### DATASET EXTRACT
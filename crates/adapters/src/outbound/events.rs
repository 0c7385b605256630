//! In-process identity events.

use std::sync::Arc;

use application::ports::outbound::{EventPublisher, Mailer};
use domain::identity::IdentityEvent;
use tokio::sync::mpsc::{UnboundedReceiver, UnboundedSender, unbounded_channel};
use tokio::task::JoinHandle;

/// Publishes events on an unbounded tokio channel.
///
/// Publishing never blocks the caller; a closed channel drops the event.
#[derive(Clone)]
pub struct ChannelEventPublisher {
    sender: UnboundedSender<IdentityEvent>,
}

impl ChannelEventPublisher {
    /// Create a publisher and the receiving end for its consumer.
    pub fn new() -> (Self, UnboundedReceiver<IdentityEvent>) {
        let (sender, receiver) = unbounded_channel();
        (Self { sender }, receiver)
    }
}

impl EventPublisher for ChannelEventPublisher {
    fn publish(&self, event: IdentityEvent) {
        if let Err(err) = self.sender.send(event) {
            tracing::warn!(identity = %err.0.identity_id(), "event channel closed, event dropped");
        }
    }
}

/// Spawn the task sending a welcome email for every created identity.
///
/// Mailer failures are logged and never reach the creator. The task ends
/// once every publisher is dropped.
pub fn spawn_welcome_notifier(
    mut receiver: UnboundedReceiver<IdentityEvent>,
    mailer: Arc<dyn Mailer>,
) -> JoinHandle<()> {
    tokio::spawn(async move {
        while let Some(event) = receiver.recv().await {
            match &event {
                IdentityEvent::Created { id, origin } => {
                    if let Err(err) = mailer.send_welcome(id).await {
                        tracing::error!(
                            identity = %id,
                            origin = origin.as_str(),
                            %err,
                            "welcome email failed"
                        );
                    }
                },
            }
        }

        tracing::debug!("welcome notifier stopped");
    })
}
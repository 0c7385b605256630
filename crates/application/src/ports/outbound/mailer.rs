//! Interface for email operations.

use async_trait::async_trait;
use domain::identity::IdentityId;

use crate::error::Result;

/// Port for sending emails.
#[async_trait]
pub trait Mailer: Send + Sync {
    /// Send a welcome email to a new identity.
    async fn send_welcome(&self, id: &IdentityId) -> Result<()>;
}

### WHAT TO PRODUCE
Copy the material above verbatim.

### RESPONSE TO THIS EXERCISE
filename crates/adapters/src/outbound/events.rs
repository 0c7385b605256630
//! In-process identity events.

use std::sync::Arc;

use application::ports::outbound::{EventPublisher, Mailer};
use domain::identity::IdentityEvent;
use tokio::sync::mpsc::{UnboundedReceiver, UnboundedSender, unbounded_channel};
use tokio::task::JoinHandle;

/// Publishes events on an unbounded tokio channel.
///
/// Publishing never blocks the caller; a closed channel drops the event.
#[derive(Clone)]
pub struct ChannelEventPublisher {
    sender: UnboundedSender<IdentityEvent>,
}

impl ChannelEventPublisher {
    /// Create a publisher and the receiving end for its consumer.
    pub fn new() -> (Self, UnboundedReceiver<IdentityEvent>) {
        let (sender, receiver) = unbounded_channel();
        (Self { sender }, receiver)
    }
}

impl EventPublisher for ChannelEventPublisher {
    fn publish(&self, event: IdentityEvent) {
        if let Err(err) = self.sender.send(event) {
            tracing::warn!(identity = %err.0.identity_id(), "event channel closed, event dropped");
        }
    }
}

/// Spawn the task sending a welcome email for every created identity.
///
/// Mailer failures are logged and never reach the creator. The task ends
/// once every publisher is dropped.
pub fn spawn_welcome_notifier(
    mut receiver: UnboundedReceiver<IdentityEvent>,
    mailer: Arc<dyn Mailer>,
) -> JoinHandle<()> {
    tokio::spawn(async move {
        while let Some(event) = receiver.recv().await {
            match &event {
                IdentityEvent::Created { id, origin } => {
                    if let Err(err) = mailer.send_welcome(id).await {
                        tracing::error!(
                            identity = %id,
                            origin = origin.as_str(),
                            %err,
                            "welcome email failed"
                        );
                    }
                },
            }
        }

        tracing::debug!("welcome notifier stopped");
    })
}
repository 0c7385b605256630
filename crates/application/src/ports/outbound/mailer.rs
//! Interface for email operations.

use async_trait::async_trait;
use domain::identity::IdentityId;

use crate::error::Result;

/// Port for sending emails.
#[async_trait]
pub trait Mailer: Send + Sync {
    /// Send a welcome email to a new identity.
    async fn send_welcome(&self, id: &IdentityId) -> Result<()>;
}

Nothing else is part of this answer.